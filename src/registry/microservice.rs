//! 微服务定义

use std::collections::{BTreeMap, HashMap};

use serde::{Deserialize, Serialize};

use crate::error::Result;
use crate::version::Version;

/// 开发环境名称，该环境下允许覆盖注册中心中的契约
pub const DEVELOPMENT_ENVIRONMENT: &str = "development";

/// 微服务状态
#[derive(Debug, Clone, Copy, Serialize, Deserialize, PartialEq, Eq, Default)]
#[serde(rename_all = "SCREAMING_SNAKE_CASE")]
pub enum MicroserviceStatus {
    #[default]
    Up,
    Down,
}

/// 微服务定义
///
/// 启动时在本地创建，`service_id` 在首次注册时由后端分配，此后除 `status` 外不再变化。
#[derive(Debug, Clone, Serialize, Deserialize, PartialEq, Eq, Default)]
#[serde(rename_all = "camelCase")]
pub struct Microservice {
    pub app_id: String,

    pub service_name: String,

    pub version: String,

    #[serde(default)]
    pub environment: String,

    #[serde(default)]
    pub service_id: String,

    /// schemaId -> 契约内容；注册中心返回的副本可能只有 schemaId，内容为空
    #[serde(default)]
    pub schemas: BTreeMap<String, String>,

    #[serde(default)]
    pub status: MicroserviceStatus,

    #[serde(default)]
    pub description: Option<String>,

    #[serde(default)]
    pub properties: HashMap<String, String>,
}

impl Microservice {
    /// 创建新的微服务定义
    pub fn new(
        app_id: impl Into<String>,
        service_name: impl Into<String>,
        version: impl Into<String>,
    ) -> Self {
        Self {
            app_id: app_id.into(),
            service_name: service_name.into(),
            version: version.into(),
            ..Default::default()
        }
    }

    /// 设置环境
    pub fn with_environment(mut self, environment: impl Into<String>) -> Self {
        self.environment = environment.into();
        self
    }

    /// 添加契约
    pub fn with_schema(mut self, schema_id: impl Into<String>, content: impl Into<String>) -> Self {
        self.schemas.insert(schema_id.into(), content.into());
        self
    }

    /// 解析版本号
    pub fn parsed_version(&self) -> Result<Version> {
        Version::parse(&self.version)
    }

    /// 是否与另一个定义描述同一个微服务（appId、名称、版本、环境全部相同）
    pub fn is_same_microservice(&self, other: &Microservice) -> bool {
        self.app_id == other.app_id
            && self.service_name == other.service_name
            && self.environment == other.environment
            && match (self.parsed_version(), other.parsed_version()) {
                (Ok(a), Ok(b)) => a == b,
                _ => self.version == other.version,
            }
    }

    /// 是否处于开发环境
    pub fn is_development(&self) -> bool {
        self.environment.eq_ignore_ascii_case(DEVELOPMENT_ENVIRONMENT)
    }

    /// 日志里使用的简短标识
    pub fn display_key(&self) -> String {
        format!(
            "{}/{}/{}/{}",
            self.app_id, self.service_name, self.version, self.environment
        )
    }
}
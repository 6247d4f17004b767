//! 集成测试公共工具
#![allow(dead_code)]

use std::collections::HashMap;
use std::sync::Arc;
use std::sync::atomic::{AtomicBool, AtomicUsize, Ordering};

use async_trait::async_trait;
use parking_lot::Mutex;

use flare_registry_core::client::{LocalServiceRegistryClient, ServiceRegistryClient};
use flare_registry_core::discovery::{
    InstanceSource, InstanceStatus, MicroserviceInstance, MicroserviceInstances,
};
use flare_registry_core::error::{RegistryError, Result};
use flare_registry_core::registry::{Microservice, SchemaSummary};

/// 安装测试用日志，重复调用无副作用
pub fn init_tracing() {
    let _ = tracing_subscriber::fmt()
        .with_env_filter(
            tracing_subscriber::EnvFilter::try_from_default_env()
                .unwrap_or_else(|_| tracing_subscriber::EnvFilter::new("warn")),
        )
        .with_test_writer()
        .try_init();
}

pub fn microservice(app_id: &str, service_name: &str, version: &str, service_id: &str) -> Microservice {
    let mut microservice = Microservice::new(app_id, service_name, version);
    microservice.service_id = service_id.to_string();
    microservice
}

pub fn instance(service_id: &str, instance_id: &str) -> MicroserviceInstance {
    MicroserviceInstance {
        instance_id: instance_id.to_string(),
        service_id: service_id.to_string(),
        endpoints: vec![format!("rest://{}:8080", instance_id)],
        ..Default::default()
    }
}

pub fn ids(instances: &[MicroserviceInstance]) -> Vec<&str> {
    instances.iter().map(|i| i.instance_id.as_str()).collect()
}

/// 包装内存客户端，记录契约注册调用并可以模拟断连
#[derive(Default)]
pub struct MockRegistryClient {
    pub inner: LocalServiceRegistryClient,
    schema_registrations: Mutex<Vec<(String, String)>>,
    disconnected: AtomicBool,
}

impl MockRegistryClient {
    pub fn new() -> Self {
        Self::default()
    }

    pub fn set_disconnected(&self, disconnected: bool) {
        self.disconnected.store(disconnected, Ordering::SeqCst);
    }

    /// (schemaId, content)
    pub fn schema_registrations(&self) -> Vec<(String, String)> {
        self.schema_registrations.lock().clone()
    }

    fn check(&self) -> Result<()> {
        if self.disconnected.load(Ordering::SeqCst) {
            return Err(RegistryError::disconnected("mock service center offline"));
        }
        Ok(())
    }
}

#[async_trait]
impl ServiceRegistryClient for MockRegistryClient {
    async fn get_microservice_id(&self, microservice: &Microservice) -> Result<Option<String>> {
        self.check()?;
        self.inner.get_microservice_id(microservice).await
    }

    async fn get_microservice(&self, service_id: &str) -> Result<Option<Microservice>> {
        self.check()?;
        self.inner.get_microservice(service_id).await
    }

    async fn register_microservice(&self, microservice: &Microservice) -> Result<String> {
        self.check()?;
        self.inner.register_microservice(microservice).await
    }

    async fn get_schemas(&self, service_id: &str) -> Result<Vec<SchemaSummary>> {
        self.check()?;
        self.inner.get_schemas(service_id).await
    }

    async fn get_schema(&self, service_id: &str, schema_id: &str) -> Result<Option<String>> {
        self.check()?;
        self.inner.get_schema(service_id, schema_id).await
    }

    async fn register_schema(
        &self,
        service_id: &str,
        schema_id: &str,
        content: &str,
    ) -> Result<bool> {
        self.check()?;
        self.schema_registrations
            .lock()
            .push((schema_id.to_string(), content.to_string()));
        self.inner.register_schema(service_id, schema_id, content).await
    }

    async fn register_instance(&self, instance: &MicroserviceInstance) -> Result<String> {
        self.check()?;
        self.inner.register_instance(instance).await
    }

    async fn unregister_instance(&self, service_id: &str, instance_id: &str) -> Result<bool> {
        self.check()?;
        self.inner.unregister_instance(service_id, instance_id).await
    }

    async fn heartbeat(&self, service_id: &str, instance_id: &str) -> Result<bool> {
        self.check()?;
        self.inner.heartbeat(service_id, instance_id).await
    }

    async fn find_service_instances(
        &self,
        consumer_id: &str,
        app_id: &str,
        service_name: &str,
        version_rule: &str,
        revision: Option<&str>,
    ) -> Result<MicroserviceInstances> {
        self.check()?;
        self.inner
            .find_service_instances(consumer_id, app_id, service_name, version_rule, revision)
            .await
    }

    async fn get_microservice_instance(
        &self,
        service_id: &str,
        instance_id: &str,
    ) -> Result<Option<MicroserviceInstance>> {
        self.check()?;
        self.inner
            .get_microservice_instance(service_id, instance_id)
            .await
    }

    async fn update_instance_status(
        &self,
        service_id: &str,
        instance_id: &str,
        status: InstanceStatus,
    ) -> Result<bool> {
        self.check()?;
        self.inner
            .update_instance_status(service_id, instance_id, status)
            .await
    }

    async fn get_all_microservices(&self) -> Result<Vec<Microservice>> {
        self.check()?;
        self.inner.get_all_microservices().await
    }
}

#[derive(Default)]
struct FakeState {
    microservices: HashMap<String, Microservice>,
    instances: Vec<MicroserviceInstance>,
    revision: Option<String>,
    not_exist: bool,
    disconnected: bool,
    microservice_lookup_fails: bool,
}

/// 可编程的实例来源
#[derive(Default)]
pub struct FakeInstanceSource {
    state: Mutex<FakeState>,
    pulls: AtomicUsize,
    microservice_lookups: AtomicUsize,
}

impl FakeInstanceSource {
    pub fn new() -> Arc<Self> {
        Arc::new(Self::default())
    }

    pub fn add_microservice(&self, microservice: Microservice) {
        self.state
            .lock()
            .microservices
            .insert(microservice.service_id.clone(), microservice);
    }

    pub fn set_instances(&self, instances: Vec<MicroserviceInstance>, revision: &str) {
        let mut state = self.state.lock();
        state.instances = instances;
        state.revision = Some(revision.to_string());
        state.not_exist = false;
    }

    pub fn set_not_exist(&self) {
        let mut state = self.state.lock();
        state.instances.clear();
        state.revision = None;
        state.not_exist = true;
    }

    pub fn set_disconnected(&self, disconnected: bool) {
        self.state.lock().disconnected = disconnected;
    }

    pub fn set_microservice_lookup_fails(&self, fails: bool) {
        self.state.lock().microservice_lookup_fails = fails;
    }

    pub fn pulls(&self) -> usize {
        self.pulls.load(Ordering::SeqCst)
    }

    pub fn microservice_lookups(&self) -> usize {
        self.microservice_lookups.load(Ordering::SeqCst)
    }
}

#[async_trait]
impl InstanceSource for FakeInstanceSource {
    async fn find_service_instances(
        &self,
        _app_id: &str,
        _service_name: &str,
        revision: Option<&str>,
    ) -> Result<MicroserviceInstances> {
        self.pulls.fetch_add(1, Ordering::SeqCst);
        let state = self.state.lock();
        if state.disconnected {
            return Err(RegistryError::disconnected("fake registry offline"));
        }
        if state.not_exist {
            return Ok(MicroserviceInstances::not_exist());
        }
        if revision.is_some() && revision == state.revision.as_deref() {
            return Ok(MicroserviceInstances::unchanged(state.revision.clone()));
        }
        Ok(MicroserviceInstances::changed(
            state.instances.clone(),
            state.revision.clone(),
        ))
    }

    async fn get_microservice(&self, service_id: &str) -> Result<Option<Microservice>> {
        self.microservice_lookups.fetch_add(1, Ordering::SeqCst);
        let state = self.state.lock();
        if state.microservice_lookup_fails {
            return Err(RegistryError::disconnected("fake registry offline"));
        }
        Ok(state.microservices.get(service_id).cloned())
    }
}
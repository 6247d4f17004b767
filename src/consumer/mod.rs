//! 消费端版本缓存
//!
//! `AppManager` -> `MicroserviceManager` -> `MicroserviceVersions` -> `MicroserviceVersionRule`，
//! 逐层按需创建。实例数据来自 [`InstanceSource`](crate::discovery::InstanceSource)。

pub mod app_manager;
pub mod microservice_manager;
pub mod microservice_version;
pub mod protection;
pub mod version_rule;
pub mod versions;

pub use app_manager::AppManager;
pub use microservice_manager::MicroserviceManager;
pub use microservice_version::MicroserviceVersion;
pub use protection::{AssumeAlive, EmptyInstanceProtection, InstancePing};
pub use version_rule::{MicroserviceVersionRule, RuleSnapshot};
pub use versions::{MicroserviceVersions, VersionsState};
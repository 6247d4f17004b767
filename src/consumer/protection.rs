//! 空实例保护
//!
//! 注册中心偶发返回空列表时（例如服务中心自身故障后刚重启），
//! 保留上一次仍然可达的实例，而不是把消费端的缓存一次清空。

use std::sync::Arc;

use async_trait::async_trait;
use tracing::{debug, warn};

use crate::discovery::MicroserviceInstance;

/// 实例探活
#[async_trait]
pub trait InstancePing: Send + Sync {
    async fn ping(&self, instance: &MicroserviceInstance) -> bool;
}

/// 不做探测，认为旧实例全部存活
#[derive(Debug, Default, Clone, Copy)]
pub struct AssumeAlive;

#[async_trait]
impl InstancePing for AssumeAlive {
    async fn ping(&self, _instance: &MicroserviceInstance) -> bool {
        true
    }
}

#[derive(Clone)]
pub struct EmptyInstanceProtection {
    ping: Arc<dyn InstancePing>,
}

impl EmptyInstanceProtection {
    pub fn new(ping: Arc<dyn InstancePing>) -> Self {
        Self { ping }
    }

    /// 拉取结果为空时，从正在使用的实例中挑出仍然存活的
    pub async fn retain_alive(
        &self,
        service_name: &str,
        in_use: &[MicroserviceInstance],
    ) -> Vec<MicroserviceInstance> {
        let mut kept = Vec::with_capacity(in_use.len());
        for instance in in_use {
            if self.ping.ping(instance).await {
                kept.push(instance.clone());
            } else {
                debug!(service_name, instance_id = %instance.instance_id, "Instance ping failed, dropped");
            }
        }
        warn!(
            service_name,
            kept = kept.len(),
            in_use = in_use.len(),
            "Registry returned no instances, keeping reachable ones"
        );
        kept
    }
}

impl Default for EmptyInstanceProtection {
    fn default() -> Self {
        Self::new(Arc::new(AssumeAlive))
    }
}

WORK ORDER:
Return exactly, and only, the lines from the start of the listing through the line with "self.environment == other.environment".

EXERCISE RESULT:
filename src/registry/microservice.rs
//! 微服务定义

use std::collections::{BTreeMap, HashMap};

use serde::{Deserialize, Serialize};

use crate::error::Result;
use crate::version::Version;

/// 开发环境名称，该环境下允许覆盖注册中心中的契约
pub const DEVELOPMENT_ENVIRONMENT: &str = "development";

/// 微服务状态
#[derive(Debug, Clone, Copy, Serialize, Deserialize, PartialEq, Eq, Default)]
#[serde(rename_all = "SCREAMING_SNAKE_CASE")]
pub enum MicroserviceStatus {
    #[default]
    Up,
    Down,
}

/// 微服务定义
///
/// 启动时在本地创建，`service_id` 在首次注册时由后端分配，此后除 `status` 外不再变化。
#[derive(Debug, Clone, Serialize, Deserialize, PartialEq, Eq, Default)]
#[serde(rename_all = "camelCase")]
pub struct Microservice {
    pub app_id: String,

    pub service_name: String,

    pub version: String,

    #[serde(default)]
    pub environment: String,

    #[serde(default)]
    pub service_id: String,

    /// schemaId -> 契约内容；注册中心返回的副本可能只有 schemaId，内容为空
    #[serde(default)]
    pub schemas: BTreeMap<String, String>,

    #[serde(default)]
    pub status: MicroserviceStatus,

    #[serde(default)]
    pub description: Option<String>,

    #[serde(default)]
    pub properties: HashMap<String, String>,
}

impl Microservice {
    /// 创建新的微服务定义
    pub fn new(
        app_id: impl Into<String>,
        service_name: impl Into<String>,
        version: impl Into<String>,
    ) -> Self {
        Self {
            app_id: app_id.into(),
            service_name: service_name.into(),
            version: version.into(),
            ..Default::default()
        }
    }

    /// 设置环境
    pub fn with_environment(mut self, environment: impl Into<String>) -> Self {
        self.environment = environment.into();
        self
    }

    /// 添加契约
    pub fn with_schema(mut self, schema_id: impl Into<String>, content: impl Into<String>) -> Self {
        self.schemas.insert(schema_id.into(), content.into());
        self
    }

    /// 解析版本号
    pub fn parsed_version(&self) -> Result<Version> {
        Version::parse(&self.version)
    }

    /// 是否与另一个定义描述同一个微服务（appId、名称、版本、环境全部相同）
    pub fn is_same_microservice(&self, other: &Microservice) -> bool {
        self.app_id == other.app_id
            && self.service_name == other.service_name
            && self.environment == other.environment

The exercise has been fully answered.